If prescription price calculations are not clearly specified in your PBM contract, your plan is likely paying differential prices. Make sure your PBM has a transparent pricing structure that actively benefits your employees and your organization.
My Pharmacy Benefits Manager guarantees reimbursement, right?
In addition to differential pricing, a typical PBM does not pass on rebates from prescription manufacturers to plan sponsors. The sad reality is that many PBMs make substantial profits by hiding the discounts they rack up.
Ideally, your contract with your PBM should state the amount of guaranteed rebates payable to your organization.
Be sure to work with a PBM that clearly explains how it generates revenue. If your PBM can't give you a straight answer, there's probably something to hide.
Does my Pharmacy Benefit Manager provide specialty drug coverage?
For good reason, specialty drugs are a hot topic in healthcare. In 2015, only 1-2% of the US population used specialty drugs, but they accounted for about 38% of overall drug spending.
A "prior authorization (PA)" temporarily bars a claim so that a health care expert can review your medical necessity. PAs are the primary mechanism used by a benefit plan to regulate the price of specialty drugs. If your PBM has ties to expensive drug manufacturers that offer discounts, there may be a conflict of interest. Make sure your pharmacy benefits manager has a transparent and effective prior authorization approach that protects both the employee and the plan sponsor.
Despite their exorbitant cost, specialty drugs are sometimes the best effective treatment for specific diseases. Almost all specialty drug manufacturers offer co-payment assistance programs to help consumers pay for their medications. By applying for this financial assistance, patients can now afford a drug that was previously unaffordable. Make sure your PBM has a strategy for using co-pay assistance to benefit your employees.

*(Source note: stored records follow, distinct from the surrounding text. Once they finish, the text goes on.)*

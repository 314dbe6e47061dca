use crate::error::GreenAuditError;
use greenaudit_schemas::{factors::ImpactThresholds, impact::ImpactLevel};

/// Maps a total (kg CO2e) to an impact level.
///
/// A total equal to a threshold stays in the lower level.
pub fn classify(grand_total: f64, thresholds: &ImpactThresholds) -> ImpactLevel {
    if grand_total > thresholds.high_above_kg_co2e {
        ImpactLevel::High
    } else if grand_total > thresholds.moderate_above_kg_co2e {
        ImpactLevel::Moderate
    } else {
        ImpactLevel::Low
    }
}

pub fn classify_default(grand_total: f64) -> ImpactLevel {
    classify(grand_total, &ImpactThresholds::default())
}

pub fn validate_thresholds(thresholds: &ImpactThresholds) -> Result<(), GreenAuditError> {
    let ImpactThresholds {
        moderate_above_kg_co2e: moderate,
        high_above_kg_co2e: high,
    } = *thresholds;

    if !moderate.is_finite() || !high.is_finite() || moderate < 0.0 || high < 0.0 {
        return Err(GreenAuditError::InvalidThresholds(format!(
            "thresholds must be finite and non-negative (moderate: {}, high: {})",
            moderate, high
        )));
    }
    if moderate > high {
        return Err(GreenAuditError::InvalidThresholds(format!(
            "moderate threshold {} exceeds high threshold {}",
            moderate, high
        )));
    }
    Ok(())
}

These are just two of many approaches to combat the rising cost of specialty drugs.
The average monthly cost of prescription drugs is around $5,000 and the specialty drug category will continue to expand. The stakes are high, so make sure your PBM offers solutions for the entire specialty medicine industry.
Does my organization hold my Pharmacy Benefit Manager accountable?
When businesses choose to be self-funded, it can be difficult to find a reliable Third Party Administrator (TPA). Many employers use the PBM recommended by the TPA to administer the plan.
This plug-and-play option may be simple, but it can have a significant influence on package prices. Innovative pharmacy benefit managers can be a valuable piece of the healthcare puzzle for the four reasons outlined above. PBMs can not only improve the health of your employees but also lead to substantial savings for your business.
Separate your PBM from your TPA so that it is directly responsible to your organization. By entering into direct agreements with your PBM, you can track performance and cost savings on an annual basis. This direct contract allows you to extend or terminate your PBM contract solely based on your performance, not on the suggestion of the TPA.